Old computer systems have a lot of wacky ways to fail. Computers that are constantly blasted by radiation have even more wacky ways to fail. Combine those two attributes, and eventually, you’re bound to have something happen. It certainly seems to have with Voyager 1. The space probe, which has been in active service for NASA for almost 45 years, is sending back telemetry data that doesn’t make any sense.
At this point in the probe’s journey, that’s surprisingly not that big of a deal. Telemetry data helps position Voyager’s science instruments and its high-gain antenna that allows it to talk to Earth continually. Both of those systems seem to still be in working order, as the data science instruments are sending back good readings, and those readings are getting to Earth, which shows that the antenna is still pointed in the right direction.
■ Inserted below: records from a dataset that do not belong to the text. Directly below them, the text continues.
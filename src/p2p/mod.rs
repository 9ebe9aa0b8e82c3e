//! Peer-to-peer channels between the darknodes of a pool
//!
//! Each darknode opens one duplex channel per pool member (itself included)
//! at the start of every epoch. Computations travel as tagged frames:
//!
//! ```text
//! ┌──────────┐  Computation  ┌──────────┐
//! │ darknode ├──────────────▶│ darknode │
//! │    A     │◀──────────────┤    B     │
//! └──────────┘  Computation  └──────────┘
//! ```
//!
//! - **messages**: the `Computation` enum and its length-prefixed framing
//! - **router**: the `Router` trait through which channels are opened
//! - **transport**: an in-process network implementing `Router`

pub mod messages;
pub mod router;
pub mod transport;

pub use messages::{Computation, MAX_MESSAGE_SIZE};
pub use router::{PeerChannel, Router};
pub use transport::{LocalNetwork, LocalRouter};
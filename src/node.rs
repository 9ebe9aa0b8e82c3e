//! Darknode runner: one epoch process per epoch, for as long as the node runs.
//!
//! The runner watches the registry, and on every epoch change cancels the
//! process serving the previous epoch before starting a fresh one. Deltas of
//! every epoch are merged into a single receiver. Only watcher failures are
//! fatal to the node; epoch process failures are logged and the node waits
//! for the next epoch.

use std::sync::Arc;
use std::time::Duration;

use tokio::sync::mpsc;
use tracing::{error, info, warn};

use crate::cancel::{Canceller, Done};
use crate::epoch::{Epoch, EpochRegistry};
use crate::epoch_process::{EpochProcess, EpochProcessConfig, EpochRoute};
use crate::error::DarknodeError;
use crate::identity::NodeId;
use crate::p2p::router::Router;
use crate::pool::DarkOcean;
use crate::smpc::{ComputerFactory, Delta};
use crate::watcher::{EpochWatcher, DEFAULT_POLL_INTERVAL};

pub struct Darknode<G, R, C> {
    id: NodeId,
    registered: Arc<Vec<NodeId>>,
    pool_size: usize,
    registry: Arc<G>,
    router: Arc<R>,
    computers: C,
    epoch_routes: mpsc::Sender<EpochRoute>,
    process_config: EpochProcessConfig,
    poll_interval: Duration,
}

impl<G, R, C> Darknode<G, R, C>
where
    G: EpochRegistry + 'static,
    R: Router + 'static,
    C: ComputerFactory + Clone,
{
    pub fn new(
        id: NodeId,
        registered: Arc<Vec<NodeId>>,
        pool_size: usize,
        registry: Arc<G>,
        router: Arc<R>,
        computers: C,
        epoch_routes: mpsc::Sender<EpochRoute>,
    ) -> Self {
        Self {
            id,
            registered,
            pool_size,
            registry,
            router,
            computers,
            epoch_routes,
            process_config: EpochProcessConfig::default(),
            poll_interval: DEFAULT_POLL_INTERVAL,
        }
    }

    pub fn with_process_config(mut self, config: EpochProcessConfig) -> Self {
        self.process_config = config;
        self
    }

    pub fn with_poll_interval(mut self, poll_interval: Duration) -> Self {
        self.poll_interval = poll_interval;
        self
    }

    /// Spawns the node. The error receiver only carries fatal errors.
    pub fn run(self, done: Done) -> (mpsc::Receiver<Delta>, mpsc::Receiver<DarknodeError>) {
        let (deltas_tx, deltas_rx) = mpsc::channel(self.process_config.channel_capacity.max(1));
        let (errs_tx, errs_rx) = mpsc::channel(1);

        tokio::spawn(async move {
            let (mut epochs, mut watch_errs) = EpochWatcher::new(self.registry.clone())
                .with_poll_interval(self.poll_interval)
                .run(done.clone());
            let mut current: Option<Canceller> = None;
            let mut watch_errs_open = true;

            loop {
                tokio::select! {
                    biased;
                    _ = done.cancelled() => break,
                    err = watch_errs.recv(), if watch_errs_open => match err {
                        Some(err) => {
                            error!("darknode {} lost the registry: {}", self.id, err);
                            let _ = errs_tx.send(err).await;
                        }
                        None => watch_errs_open = false,
                    },
                    epoch = epochs.recv() => match epoch {
                        Some(epoch) => {
                            if let Some(previous) = current.take() {
                                previous.cancel();
                            }
                            current = self.start_epoch(&done, epoch, &deltas_tx);
                        }
                        None => break,
                    },
                }
            }
            drop(current);
            info!("darknode {} stopped", self.id);
        });

        (deltas_rx, errs_rx)
    }

    fn start_epoch(&self, done: &Done, epoch: Epoch, deltas: &mpsc::Sender<Delta>) -> Option<Canceller> {
        let ordinal = epoch.ordinal;
        let ocean = match DarkOcean::new(epoch, &self.registered, self.pool_size) {
            Ok(ocean) => Arc::new(ocean),
            Err(e) => {
                warn!("darknode {} skips epoch {}: {}", self.id, ordinal, e);
                return None;
            }
        };

        let (canceller, epoch_done) = done.child();
        let (mut process_deltas, mut process_errs) = EpochProcess::new(
            self.id,
            ocean,
            self.router.clone(),
            self.computers.clone(),
            self.epoch_routes.clone(),
        )
        .with_config(self.process_config.clone())
        .run(epoch_done.clone());

        let id = self.id;
        let deltas = deltas.clone();
        tokio::spawn(async move {
            let mut errs_open = true;
            loop {
                tokio::select! {
                    err = process_errs.recv(), if errs_open => match err {
                        Some(err) => warn!("darknode {} epoch {}: {}", id, ordinal, err),
                        None => errs_open = false,
                    },
                    delta = process_deltas.recv() => match delta {
                        Some(delta) => {
                            if !epoch_done.send(&deltas, delta).await {
                                break;
                            }
                        }
                        None => break,
                    },
                }
            }
        });

        Some(canceller)
    }
}

#[cfg(test)]
mod tests {
    use super::*;
    use crate::cancel::done_channel;
    use crate::order::{Order, Parity};
    use crate::p2p::transport::LocalNetwork;
    use crate::pool::PoolResolver;
    use crate::registry::{unix_now, MemoryRegistry};
    use crate::smpc::ShamirComputers;
    use crate::switcher::{EpochSwitcher, SwitcherHandle};
    use ark_std::test_rng;

    const WAIT: Duration = Duration::from_secs(5);

    fn registered(count: usize) -> Arc<Vec<NodeId>> {
        Arc::new(
            (0..count)
                .map(|i| NodeId::from_seed(format!("runner-{}", i).as_bytes()))
                .collect(),
        )
    }

    async fn wait_for_routes(switcher: &SwitcherHandle, count: usize, ordinal: u64) {
        tokio::time::timeout(WAIT, async {
            loop {
                let routes = switcher.routes().await.unwrap();
                if routes.len() == count && routes.iter().all(|(_, e)| e.ordinal == ordinal) {
                    return;
                }
                tokio::time::sleep(Duration::from_millis(10)).await;
            }
        })
        .await
        .unwrap();
    }

    async fn submit_crossing(
        switcher: &SwitcherHandle,
        nodes: &[NodeId],
        epoch: &Epoch,
        buy: u64,
        sell: u64,
        nonce: u64,
    ) {
        let ocean = DarkOcean::new(epoch.clone(), nodes, nodes.len()).unwrap();
        let pool = ocean.pool(&nodes[0]).unwrap();
        let mut rng = test_rng();
        let k = pool.threshold();
        let buys = Order::new(Parity::Buy, buy, 3, nonce).split(pool.size(), k, &mut rng).unwrap();
        let sells = Order::new(Parity::Sell, sell, 3, nonce).split(pool.size(), k, &mut rng).unwrap();
        for (i, address) in pool.addresses().iter().enumerate() {
            let id = nodes.iter().find(|id| id.address() == *address).unwrap();
            switcher.route_order(*id, buys[i].clone()).await.unwrap();
            switcher.route_order(*id, sells[i].clone()).await.unwrap();
        }
    }

    #[tokio::test]
    async fn test_nodes_follow_epochs() {
        let nodes = registered(4);
        let registry = Arc::new(MemoryRegistry::new(
            Epoch::new([1u8; 32], unix_now(), 0),
            Duration::ZERO,
        ));
        let network = LocalNetwork::new(32);
        let (_canceller, done) = done_channel();
        let (routes_tx, routes_rx) = mpsc::channel(16);
        let switcher = EpochSwitcher::spawn(done.clone(), routes_rx);

        let mut outputs = Vec::new();
        for id in nodes.iter() {
            let node = Darknode::new(
                *id,
                nodes.clone(),
                4,
                registry.clone(),
                Arc::new(network.router(id.address())),
                ShamirComputers::default(),
                routes_tx.clone(),
            )
            .with_poll_interval(Duration::from_millis(5));
            outputs.push(node.run(done.clone()));
        }

        wait_for_routes(&switcher, 4, 0).await;
        let first = registry.current_epoch().await.unwrap();
        submit_crossing(&switcher, &nodes, &first, 700, 500, 0).await;
        for (deltas, _) in outputs.iter_mut() {
            let delta = tokio::time::timeout(WAIT, deltas.recv()).await.unwrap().unwrap();
            assert_eq!(delta.price_delta_signed(), Some(200));
        }

        let second = registry.advance();
        wait_for_routes(&switcher, 4, 1).await;
        submit_crossing(&switcher, &nodes, &second, 400, 500, 1).await;
        for (deltas, _) in outputs.iter_mut() {
            let delta = tokio::time::timeout(WAIT, deltas.recv()).await.unwrap().unwrap();
            assert!(!delta.is_match());
        }
    }

    #[tokio::test]
    async fn test_registry_failure_is_fatal() {
        let nodes = registered(1);
        let registry = Arc::new(MemoryRegistry::new(
            Epoch::new([1u8; 32], unix_now(), 0),
            Duration::ZERO,
        ));
        registry.fail_minimum_interval(true);
        let network = LocalNetwork::new(4);
        let (_canceller, done) = done_channel();
        let (routes_tx, _routes_rx) = mpsc::channel(4);

        let node = Darknode::new(
            nodes[0],
            nodes.clone(),
            1,
            registry,
            Arc::new(network.router(nodes[0].address())),
            ShamirComputers::default(),
            routes_tx,
        );
        let (mut deltas, mut errs) = node.run(done);

        let err = tokio::time::timeout(WAIT, errs.recv()).await.unwrap().unwrap();
        assert!(matches!(err, DarknodeError::Registry(_)));
        assert!(tokio::time::timeout(WAIT, deltas.recv()).await.unwrap().is_none());
    }
}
What might be causing this strange data is a mystery at this point. Engineers are trying to narrow down the problem. Their first step is to determine whether whatever is causing the randomized data is in the attitude and articulation control system (AACS) or some other sub-system that feeds data into it.
One thing the bogus data hasn’t done is trigger any of the “safe mode” operating systems for the probe, which could have shut down much of its functionality. Other than the wonky data, Voyager 1 is operating normally and continues to send valuable scientific data from 14.5 billion miles away. It and its sister craft, Voyager 2, are our only probes to have currently gone outside of the solar system and are able to collect data where no one has gone before.
Voyager 2 seems to be acting fine as well, returning normal telemetry and other data from 12.1 billion miles away. That points to something specifically going wrong with Voyager 1’s systems. Potential solutions include software changes or switching to a redundant hardware system typically used for backup.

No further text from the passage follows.